Insulin action in intact adipocytes leads to a rapid increase in the concentration of receptors for insulin-like growth factor (IGF) II on the adipocyte cell surface, and to a decrease in the [32P]phosphate content of these receptors on the plasma membrane [Corvera & Czech (1985) Proc. Natl. Acad. Sci. U.S.A. 82. 7314-7318]. It has been previously shown that the receptor for IGF-II can be phosphorylated on tyrosine residues by a kinase activity which is expressed in isolated adipocyte plasma membranes.
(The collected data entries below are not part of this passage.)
// src/io/codec.rs
//
// Binary frame codec for the Arduino servo controller.
//
// Transmit frame format:
//   [StartFlag-1byte][Length-1byte][Payload...][Checksum-1byte]
//
// The checksum is the sum of the payload bytes modulo 256 and is
// validated by the receiving firmware, so the wrap-around arithmetic
// here must match it exactly.

use crate::io::error::IoError;

// ============================================================================
// Protocol Constants
// ============================================================================

/// Start flag for the servo channel
pub const SERVO_START_FLAG: u8 = 0x02;

/// Start flag for the motor channel. Reserved by the firmware protocol;
/// the UI does not emit motor commands yet.
#[allow(dead_code)]
pub const MOTOR_START_FLAG: u8 = 0x04;

/// Largest payload that fits the single length byte
pub const MAX_PAYLOAD_LEN: usize = 255;

// ============================================================================
// Encoding
// ============================================================================

/// Sum of the payload bytes modulo 256.
pub fn payload_checksum(payload: &[u8]) -> u8 {
    payload.iter().fold(0u8, |acc, &b| acc.wrapping_add(b))
}

/// Encode a frame for transmission.
///
/// Returns `len(payload) + 3` bytes: start flag, payload length, payload,
/// checksum. Fails if the payload length does not fit the length byte.
/// Writing the bytes to the device is the caller's responsibility.
pub fn encode_frame(start_flag: u8, payload: &[u8]) -> Result<Vec<u8>, IoError> {
    if payload.len() > MAX_PAYLOAD_LEN {
        return Err(IoError::protocol(
            "serial",
            format!(
                "payload too long: {} bytes (max {})",
                payload.len(),
                MAX_PAYLOAD_LEN
            ),
        ));
    }

    let mut buf = Vec::with_capacity(payload.len() + 3);
    buf.push(start_flag);
    buf.push(payload.len() as u8);
    buf.extend_from_slice(payload);
    buf.push(payload_checksum(payload));

    Ok(buf)
}

/// Convert decoded JSON integers to payload bytes.
///
/// Rejects any value outside the inclusive range 0-255. Used by the bridge
/// when translating a command message's servo values into a frame payload.
pub fn payload_from_values(values: &[i64]) -> Result<Vec<u8>, IoError> {
    let mut payload = Vec::with_capacity(values.len());
    for &value in values {
        if !(0..=255).contains(&value) {
            return Err(IoError::protocol(
                "serial",
                format!("payload value {} is not in the range 0-255", value),
            ));
        }
        payload.push(value as u8);
    }
    Ok(payload)
}

// ============================================================================
// Tests
// ============================================================================

#[cfg(test)]
mod tests {
    use super::*;

    #[test]
    fn test_encode_frame_layout() {
        let encoded = encode_frame(SERVO_START_FLAG, &[10, 20, 30]).unwrap();

        assert_eq!(encoded.len(), 6);
        assert_eq!(encoded[0], 0x02); // Start flag
        assert_eq!(encoded[1], 3); // Payload length
        assert_eq!(&encoded[2..5], &[10, 20, 30]);
        assert_eq!(encoded[5], 60); // Checksum
    }

    #[test]
    fn test_encode_empty_payload() {
        let encoded = encode_frame(SERVO_START_FLAG, &[]).unwrap();
        assert_eq!(encoded, vec![0x02, 0x00, 0x00]);
    }

    #[test]
    fn test_encode_single_max_value() {
        // {"servos":{"0":255}} end-to-end expectation
        let encoded = encode_frame(SERVO_START_FLAG, &[0xFF]).unwrap();
        assert_eq!(encoded, vec![0x02, 0x01, 0xFF, 0xFF]);
    }

    #[test]
    fn test_checksum_wraps_modulo_256() {
        assert_eq!(payload_checksum(&[0x80, 0x81]), 0x01);
        assert_eq!(payload_checksum(&[0xFF, 0x01]), 0x00);
        assert_eq!(payload_checksum(&[0xFF; 255]), 0x01); // 255 * 255 = 65025 = 254*256 + 1
    }

    #[test]
    fn test_encode_max_payload() {
        let payload = [0xABu8; 255];
        let encoded = encode_frame(SERVO_START_FLAG, &payload).unwrap();
        assert_eq!(encoded.len(), 258);
        assert_eq!(encoded[1], 255);
        assert_eq!(*encoded.last().unwrap(), payload_checksum(&payload));
    }

    #[test]
    fn test_encode_oversized_payload_rejected() {
        let payload = vec![0u8; 256];
        assert!(encode_frame(SERVO_START_FLAG, &payload).is_err());
    }

    #[test]
    fn test_motor_flag_distinct() {
        let encoded = encode_frame(MOTOR_START_FLAG, &[1]).unwrap();
        assert_eq!(encoded[0], 0x04);
    }

    #[test]
    fn test_payload_from_values() {
        assert_eq!(payload_from_values(&[0, 128, 255]).unwrap(), vec![0, 128, 255]);
        assert!(payload_from_values(&[256]).is_err());
        assert!(payload_from_values(&[-1]).is_err());
        assert!(payload_from_values(&[]).unwrap().is_empty());
    }
}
It is now shown that IGF-II-receptor phosphorylation in vitro, in plasma membranes derived from insulin-treated cells, is markedly decreased compared with the phosphorylation of the receptor in membranes from control cells. This effect of insulin cannot be attributed to an increase in the activity of phosphotyrosyl phosphatase in the membranes. The tyrosine kinase that catalyses the phosphorylation of IGF-II receptors is associated with a fraction of the plasma membrane which is insoluble in Triton X-100. Removal of the Triton X-100-soluble components of the membrane markedly enhances receptor phosphorylation. Moreover, the expression of the inhibitory effect of insulin requires the presence of one or several Triton X-100-soluble components of the plasma membrane.